A machine that is unique worldwide was officially inaugurated at the University of Kassel on March 12, 2026: it can 3D print a huge range of materials, use AI to analyze their properties and predict their behavior. The world's brightest laboratory X-ray source helps with this. The aim is to develop new alloys for a more sustainable industry. Some could also replace the use of the coveted rare earth elements in certain applications. The Hesse's Minister for Science and Research, Arts and Culture, Timon Gremmels, expressed his enthusiasm in Kassel.

3D printing, known in specialist circles as additive manufacturing, is becoming increasingly important in both research and industry. With this technology, products can be manufactured layer by layer based on a digital template. This makes it possible to manufacture many products faster and more cost-effectively or to implement significantly more complex geometries. This technology is already being used to produce components for aerospace, medical technology and mechanical engineering, for example. However, the potential of 3D printing is far from exhausted. A new, globally unique research facility at the University of Kassel is set to accelerate the development of new materials immensely. It was presented and officially put into operation today in the presence of the Hesse's Minister for Science and Research, Arts and Culture, Timon Gremmels.

"The University of Kassel is setting new standards with this device," explained Minister Gremmels. "The researchers are analyzing microstructure formation, process stability and material properties directly during production. This fundamentally changes how we understand and optimize manufacturing processes and how we can use them industrially in the future. This is where excellent basic research and applied research, which focuses on transfer to application, industry and society, come together. I would like to thank the German Research Foundation for funding this project and all those involved at the University of Kassel who conceived, applied for and implemented this complex project. I wish them every success with research and transfer."

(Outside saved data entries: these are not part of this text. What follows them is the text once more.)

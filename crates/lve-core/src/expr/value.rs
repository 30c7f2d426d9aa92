//! Runtime values of the expression language.

use std::cmp::Ordering;
use std::fmt;

use indexmap::IndexMap;

use super::ExprError;

/// A dynamically typed value.
#[derive(Debug, Clone, PartialEq)]
pub enum Value {
    None,
    Bool(bool),
    Int(i64),
    Float(f64),
    Str(String),
    List(Vec<Value>),
    Dict(IndexMap<String, Value>),
}

impl Value {
    pub fn type_name(&self) -> &'static str {
        match self {
            Value::None => "NoneType",
            Value::Bool(_) => "bool",
            Value::Int(_) => "int",
            Value::Float(_) => "float",
            Value::Str(_) => "str",
            Value::List(_) => "list",
            Value::Dict(_) => "dict",
        }
    }

    pub fn is_truthy(&self) -> bool {
        match self {
            Value::None => false,
            Value::Bool(b) => *b,
            Value::Int(i) => *i != 0,
            Value::Float(f) => *f != 0.0,
            Value::Str(s) => !s.is_empty(),
            Value::List(items) => !items.is_empty(),
            Value::Dict(entries) => !entries.is_empty(),
        }
    }

    /// The `str()` rendering: strings verbatim, everything else as its repr.
    pub fn to_py_string(&self) -> String {
        match self {
            Value::Str(s) => s.clone(),
            other => other.repr(),
        }
    }

    /// The `repr()` rendering, quoting strings.
    pub fn repr(&self) -> String {
        match self {
            Value::None => "None".to_string(),
            Value::Bool(true) => "True".to_string(),
            Value::Bool(false) => "False".to_string(),
            Value::Int(i) => i.to_string(),
            Value::Float(f) => format_float(*f),
            Value::Str(s) => format!("'{}'", s.replace('\\', "\\\\").replace('\'', "\\'")),
            Value::List(items) => {
                let inner: Vec<String> = items.iter().map(Value::repr).collect();
                format!("[{}]", inner.join(", "))
            }
            Value::Dict(entries) => {
                let inner: Vec<String> = entries
                    .iter()
                    .map(|(k, v)| format!("'{}': {}", k, v.repr()))
                    .collect();
                format!("{{{}}}", inner.join(", "))
            }
        }
    }

    /// Numeric view, treating booleans as 0/1.
    pub(crate) fn as_number(&self) -> Option<Number> {
        match self {
            Value::Bool(b) => Some(Number::Int(i64::from(*b))),
            Value::Int(i) => Some(Number::Int(*i)),
            Value::Float(f) => Some(Number::Float(*f)),
            _ => None,
        }
    }

    /// Equality with numeric cross-type comparison (`1 == 1.0 == True`).
    pub fn py_eq(&self, other: &Value) -> bool {
        if let (Some(a), Some(b)) = (self.as_number(), other.as_number()) {
            return match (a, b) {
                (Number::Int(x), Number::Int(y)) => x == y,
                _ => a.as_f64() == b.as_f64(),
            };
        }
        match (self, other) {
            (Value::List(a), Value::List(b)) => {
                a.len() == b.len() && a.iter().zip(b).all(|(x, y)| x.py_eq(y))
            }
            (Value::Dict(a), Value::Dict(b)) => {
                a.len() == b.len()
                    && a.iter().all(|(k, v)| b.get(k).is_some_and(|w| v.py_eq(w)))
            }
            _ => self == other,
        }
    }

    /// Ordering for `<`, `<=`, `>`, `>=`.
    pub fn py_cmp(&self, other: &Value) -> Result<Ordering, ExprError> {
        if let (Some(a), Some(b)) = (self.as_number(), other.as_number()) {
            return match (a, b) {
                (Number::Int(x), Number::Int(y)) => Ok(x.cmp(&y)),
                _ => a
                    .as_f64()
                    .partial_cmp(&b.as_f64())
                    .ok_or_else(|| ExprError::ValueError("cannot order NaN".to_string())),
            };
        }
        match (self, other) {
            (Value::Str(a), Value::Str(b)) => Ok(a.cmp(b)),
            (Value::List(a), Value::List(b)) => {
                for (x, y) in a.iter().zip(b) {
                    let ord = x.py_cmp(y)?;
                    if ord != Ordering::Equal {
                        return Ok(ord);
                    }
                }
                Ok(a.len().cmp(&b.len()))
            }
            _ => Err(ExprError::TypeError(format!(
                "'<' not supported between instances of '{}' and '{}'",
                self.type_name(),
                other.type_name()
            ))),
        }
    }
}

impl fmt::Display for Value {
    fn fmt(&self, f: &mut fmt::Formatter<'_>) -> fmt::Result {
        f.write_str(&self.to_py_string())
    }
}

impl From<&serde_json::Value> for Value {
    fn from(value: &serde_json::Value) -> Self {
        match value {
            serde_json::Value::Null => Value::None,
            serde_json::Value::Bool(b) => Value::Bool(*b),
            serde_json::Value::Number(n) => match n.as_i64() {
                Some(i) => Value::Int(i),
                None => Value::Float(n.as_f64().unwrap_or(f64::NAN)),
            },
            serde_json::Value::String(s) => Value::Str(s.clone()),
            serde_json::Value::Array(items) => Value::List(items.iter().map(Value::from).collect()),
            serde_json::Value::Object(entries) => Value::Dict(
                entries
                    .iter()
                    .map(|(k, v)| (k.clone(), Value::from(v)))
                    .collect(),
            ),
        }
    }
}

impl From<&str> for Value {
    fn from(s: &str) -> Self {
        Value::Str(s.to_string())
    }
}

impl From<String> for Value {
    fn from(s: String) -> Self {
        Value::Str(s)
    }
}

impl From<i64> for Value {
    fn from(i: i64) -> Self {
        Value::Int(i)
    }
}

impl From<f64> for Value {
    fn from(f: f64) -> Self {
        Value::Float(f)
    }
}

impl From<bool> for Value {
    fn from(b: bool) -> Self {
        Value::Bool(b)
    }
}

#[derive(Debug, Clone, Copy)]
pub(crate) enum Number {
    Int(i64),
    Float(f64),
}

impl Number {
    pub(crate) fn as_f64(self) -> f64 {
        match self {
            Number::Int(i) => i as f64,
            Number::Float(f) => f,
        }
    }
}

/// Render a float the way Python's `repr` does: integral values keep a
/// trailing `.0`, very large or small magnitudes switch to exponent form.
pub fn format_float(f: f64) -> String {
    if f.is_nan() {
        return "nan".to_string();
    }
    if f.is_infinite() {
        return if f > 0.0 { "inf" } else { "-inf" }.to_string();
    }

    let magnitude = f.abs();
    if magnitude != 0.0 && !(1e-4..1e16).contains(&magnitude) {
        let formatted = format!("{:e}", f);
        return match formatted.split_once('e') {
            Some((mantissa, exponent)) => {
                let exp: i32 = exponent.parse().unwrap_or(0);
                let sign = if exp < 0 { '-' } else { '+' };
                format!("{}e{}{:02}", mantissa, sign, exp.abs())
            }
            None => formatted,
        };
    }

    if f.fract() == 0.0 {
        format!("{:.1}", f)
    } else {
        format!("{:?}", f)
    }
}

Dr. Oliver Fromm, Chancellor of the University of Kassel, added: "We have often heard in recent months how important the supply of rare earth elements and other materials is for the European economies. If research from Kassel can contribute to finding a replacement here, then that makes us proud. Materials science is one of the main areas of research at the University of Kassel, and it is impressive to see the infrastructure that has been created for this in recent times."

The new system can process both metal and plastic. Metal powder or wires can be applied layer by layer using a laser beam. The chemical composition can be changed sample by sample or layer by layer, so that entire material libraries can be produced in a very short time. The system is supplemented by state-of-the-art measurement technology that enables researchers to identify promising alloys during the production process. Among other things, the world's brightest laboratory X-ray source is used for this purpose, which allows the structural composition of the samples to be tracked at the atomic level in real time, thus providing previously unthinkable insights into the material behavior during additive manufacturing. With the rapid, comprehensive generation of material libraries and their AI-supported evaluation, the scientists are looking for new alloys that have comparable properties to alloys with rare earth elements or other materials that have become scarce and expensive due to disrupted supply chains. Areas of application for this include electromobility, for example.

"Detectors and sensors will provide us with unprecedented amounts of data. Artificial intelligence, a network of self-learning algorithms, will help us to automatically evaluate this mass of data and optimize new alloys for 3D printing. The data will also be used to create a "digital twin" of the workpiece. This will help us to predict the subsequent material behavior," explained Prof. Dr.-Ing. Thomas Niendorf, Head of the Department of Metallic Materials at the Institute of Materials Engineering (IfW). "We will be working at the limits of what is scientifically possible. I am sure that this will accelerate the development of new materials immensely," added Prof. Dr.-Ing. Prof. h.c. Stefan Böhm, Head of the Department of Cutting and Joining Manufacturing Processes.